* _The problem_
In the listing below, locate the line containing "local ssh command" and the line containing "remove temporary ssh". Output both of them and every line between, exactly as written, and nothing more.

* _Data for the task_
──────

use super::Rap;

use std::fmt;
use std::io;

/// Errors that occur when connecting to, or running commands on, a target.
#[derive(Debug)]
#[non_exhaustive]
pub enum Error {
    /// No destination host was configured.
    NoHost,

    /// An operation was dispatched to a [`Set`](crate::Set) with no targets.
    NoTargets,

    /// A command was attempted without a live connection, and reconnecting failed.
    NotConnected(String),

    /// The command is not in the whitelist, or the remote side could not find it.
    CommandNotFound(String),

    /// A pseudo-terminal was requested and the remote side refused it.
    NoPty,

    /// A password prompt was seen but no secret could be obtained.
    NoPassword,

    /// The remote command completed with a failing exit status.
    ///
    /// The boxed [`Rap`] carries the full output of the failed command.
    Command(Box<Rap>),

    /// The host presented a key that does not match the known hosts file.
    HostKeyMismatch(String),

    /// The remote host rejected every offered credential.
    AuthenticationFailed(String),

    /// The master connection failed.
    Master(io::Error),

    /// Failed to establish initial connection to the remote host.
    Connect(io::Error),

    /// Failed to run the `ssh` command locally.
    #[cfg(feature = "process-mux")]
    #[cfg_attr(docsrs, doc(cfg(feature = "process-mux")))]
    Ssh(io::Error),

    /// The connection to the remote host was severed.
    ///
    /// Note that for the OpenSSH backend, this is a best-effort error, and it _may_ instead
    /// signify that the remote process exited with an error code of 255.
    Disconnected,

    /// Failed to remove temporary dir where ssh socket and output is stored.
    Cleanup(io::Error),

    /// IO error while reading from or writing to a channel.
    ChildIo(io::Error),

    /// IO error on the local side of a file transfer.
    LocalIo(io::Error),

    /// A transfer request was rejected before any data was moved.
    InvalidTransfer(String),

    /// An environment variable name that the remote shell would not accept.
    InvalidEnvName(String),

    /// Every local port between the lease bounds is in use.
    PortsExhausted,

    /// A parallel worker panicked or was cancelled.
    Worker(String),
}

/// Coarse classification of an [`Error`], used as the key for exception hooks.
#[derive(Copy, Clone, Debug, Eq, PartialEq, Hash)]
#[non_exhaustive]
pub enum ErrorKind {
    /// See [`Error::NoHost`].
    NoHost,
    /// See [`Error::NoTargets`].
    NoTargets,
    /// See [`Error::NotConnected`].
    NotConnected,
    /// See [`Error::CommandNotFound`].
    CommandNotFound,
    /// See [`Error::NoPty`].
    NoPty,
    /// See [`Error::NoPassword`].
    NoPassword,
    /// See [`Error::Command`].
    Command,
    /// See [`Error::HostKeyMismatch`].
    HostKeyMismatch,
    /// See [`Error::AuthenticationFailed`].
    AuthenticationFailed,
    /// Failures of the transport itself: master, connect, ssh, disconnect, cleanup, channel io.
    Transport,
    /// See [`Error::LocalIo`].
    LocalIo,
    /// Rejected input: [`Error::InvalidTransfer`] and [`Error::InvalidEnvName`].
    InvalidInput,
    /// See [`Error::PortsExhausted`].
    PortsExhausted,
    /// See [`Error::Worker`].
    Worker,
}

impl fmt::Display for Error {
    fn fmt(&self, f: &mut fmt::Formatter<'_>) -> fmt::Result {
        match *self {
            Error::NoHost => write!(f, "no host was specified"),
            Error::NoTargets => write!(f, "the set has no targets"),
            Error::NotConnected(ref host) => write!(f, "not connected to {}", host),
            Error::CommandNotFound(ref name) => write!(f, "command not found: {}", name),
            Error::NoPty => write!(f, "the remote host refused to allocate a pty"),
            Error::NoPassword => write!(f, "a password was requested but none is available"),
            Error::Command(ref rap) => {
                write!(f, "{} (code: {})", rap.stderr().join("\n"), rap.exit_status())
            }
            Error::HostKeyMismatch(ref msg) => write!(f, "host key mismatch: {}", msg),
            Error::AuthenticationFailed(ref msg) => write!(f, "authentication failed: {}", msg),
            Error::Master(_) => write!(f, "the master connection failed"),
            Error::Connect(_) => write!(f, "failed to connect to the remote host"),

            #[cfg(feature = "process-mux")]
            Error::Ssh(_) => write!(f, "the local ssh command could not be executed"),

            Error::Disconnected => write!(f, "the connection was terminated"),
            Error::Cleanup(_) => write!(f, "failed to remove temporary ssh session directory"),
            Error::ChildIo(_) => write!(f, "failure while accessing a channel's standard I/O"),
            Error::LocalIo(_) => write!(f, "failure while accessing a local file"),
            Error::InvalidTransfer(ref msg) => write!(f, "invalid transfer: {}", msg),
            Error::InvalidEnvName(ref name) => {
                write!(f, "invalid environment variable name: {:?}", name)
            }
            Error::PortsExhausted => write!(f, "no free local port left to lease"),
            Error::Worker(ref msg) => write!(f, "worker failed: {}", msg),
        }
    }
}

impl std::error::Error for Error {
    fn source(&self) -> Option<&(dyn std::error::Error + 'static)> {
        match *self {
            Error::Master(ref e)
            | Error::Connect(ref e)
            | Error::Cleanup(ref e)
            | Error::ChildIo(ref e)
            | Error::LocalIo(ref e) => Some(e),

            #[cfg(feature = "process-mux")]
            Error::Ssh(ref e) => Some(e),

            _ => None,
        }
    }
}

impl Error {
    /// Classify this error for hook lookup.
    pub fn kind(&self) -> ErrorKind {
        match *self {
            Error::NoHost => ErrorKind::NoHost,
            Error::NoTargets => ErrorKind::NoTargets,
            Error::NotConnected(_) => ErrorKind::NotConnected,
            Error::CommandNotFound(_) => ErrorKind::CommandNotFound,
            Error::NoPty => ErrorKind::NoPty,
            Error::NoPassword => ErrorKind::NoPassword,
            Error::Command(_) => ErrorKind::Command,
            Error::HostKeyMismatch(_) => ErrorKind::HostKeyMismatch,
            Error::AuthenticationFailed(_) => ErrorKind::AuthenticationFailed,
            Error::Master(_)
            | Error::Connect(_)
            | Error::Disconnected
            | Error::Cleanup(_)
            | Error::ChildIo(_) => ErrorKind::Transport,

            #[cfg(feature = "process-mux")]
            Error::Ssh(_) => ErrorKind::Transport,

            Error::LocalIo(_) => ErrorKind::LocalIo,
            Error::InvalidTransfer(_) | Error::InvalidEnvName(_) => ErrorKind::InvalidInput,
            Error::PortsExhausted => ErrorKind::PortsExhausted,
            Error::Worker(_) => ErrorKind::Worker,
        }
    }

    /// The completed result carried by [`Error::Command`], if any.
    pub fn rap(&self) -> Option<&Rap> {
        match *self {
            Error::Command(ref rap) => Some(rap),
            _ => None,
        }
    }

    /// Returns `true` if the transport went away underneath the caller.
    pub(crate) fn is_disconnect(&self) -> bool {
        matches!(*self, Error::Disconnected | Error::Master(_))
    }

    /// Turn the free-form output of a failed `ssh` connect into something a caller can match on.
    ///
    /// Host key and authentication failures get their own variants, since the connection
    /// layer reacts to them; everything else becomes an [`Error::Connect`] with the closest
    /// [`io::ErrorKind`].
    pub(crate) fn interpret_ssh_error(stderr: &str) -> Self {
        let stderr = strip_noise(stderr);

        if stderr.contains("REMOTE HOST IDENTIFICATION HAS CHANGED")
            || stderr.contains("Host key verification failed")
        {
            return Error::HostKeyMismatch(last_line(stderr).to_owned());
        }

        let (ssh_error, io_error) = match stderr.split_once(": ") {
            Some((ssh_error, io_error)) => (ssh_error, Some(io_error)),
            None => (stderr, None),
        };

        if io_error.map_or(false, |e| e.contains("Permission denied (")) {
            return Error::AuthenticationFailed(stderr.to_owned());
        }

        let connecting = ssh_error.starts_with("connect to host");
        let kind = match io_error {
            _ if ssh_error.starts_with("Could not resolve") => io::ErrorKind::Other,
            Some("Network is unreachable") => io::ErrorKind::Other,
            Some("Connection refused") => io::ErrorKind::ConnectionRefused,
            // the second spelling is what macOS reports
            Some("Connection timed out") | Some("Operation timed out") if connecting => {
                io::ErrorKind::TimedOut
            }
            // macOS reports an unreachable network this way
            Some("Permission denied") if connecting => io::ErrorKind::Other,
            _ => io::ErrorKind::ConnectionAborted,
        };

        Error::Connect(io::Error::new(kind, stderr))
    }
}

/// Drop the `ssh: ` prefix and the known-hosts chatter that precedes real errors.
pub(crate) fn strip_noise(stderr: &str) -> &str {
    let mut stderr = stderr.trim();
    stderr = stderr.strip_prefix("ssh: ").unwrap_or(stderr);
    while stderr.starts_with("Warning: Permanently added ") {
        stderr = stderr.split_once('\n').map(|x| x.1.trim()).unwrap_or("");
    }
    stderr
}

fn last_line(s: &str) -> &str {
    s.lines().rev().find(|l| !l.trim().is_empty()).unwrap_or(s).trim()
}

──────

* _Solution to the problem_
            Error::Ssh(_) => write!(f, "the local ssh command could not be executed"),

            Error::Disconnected => write!(f, "the connection was terminated"),
            Error::Cleanup(_) => write!(f, "failed to remove temporary ssh session directory"),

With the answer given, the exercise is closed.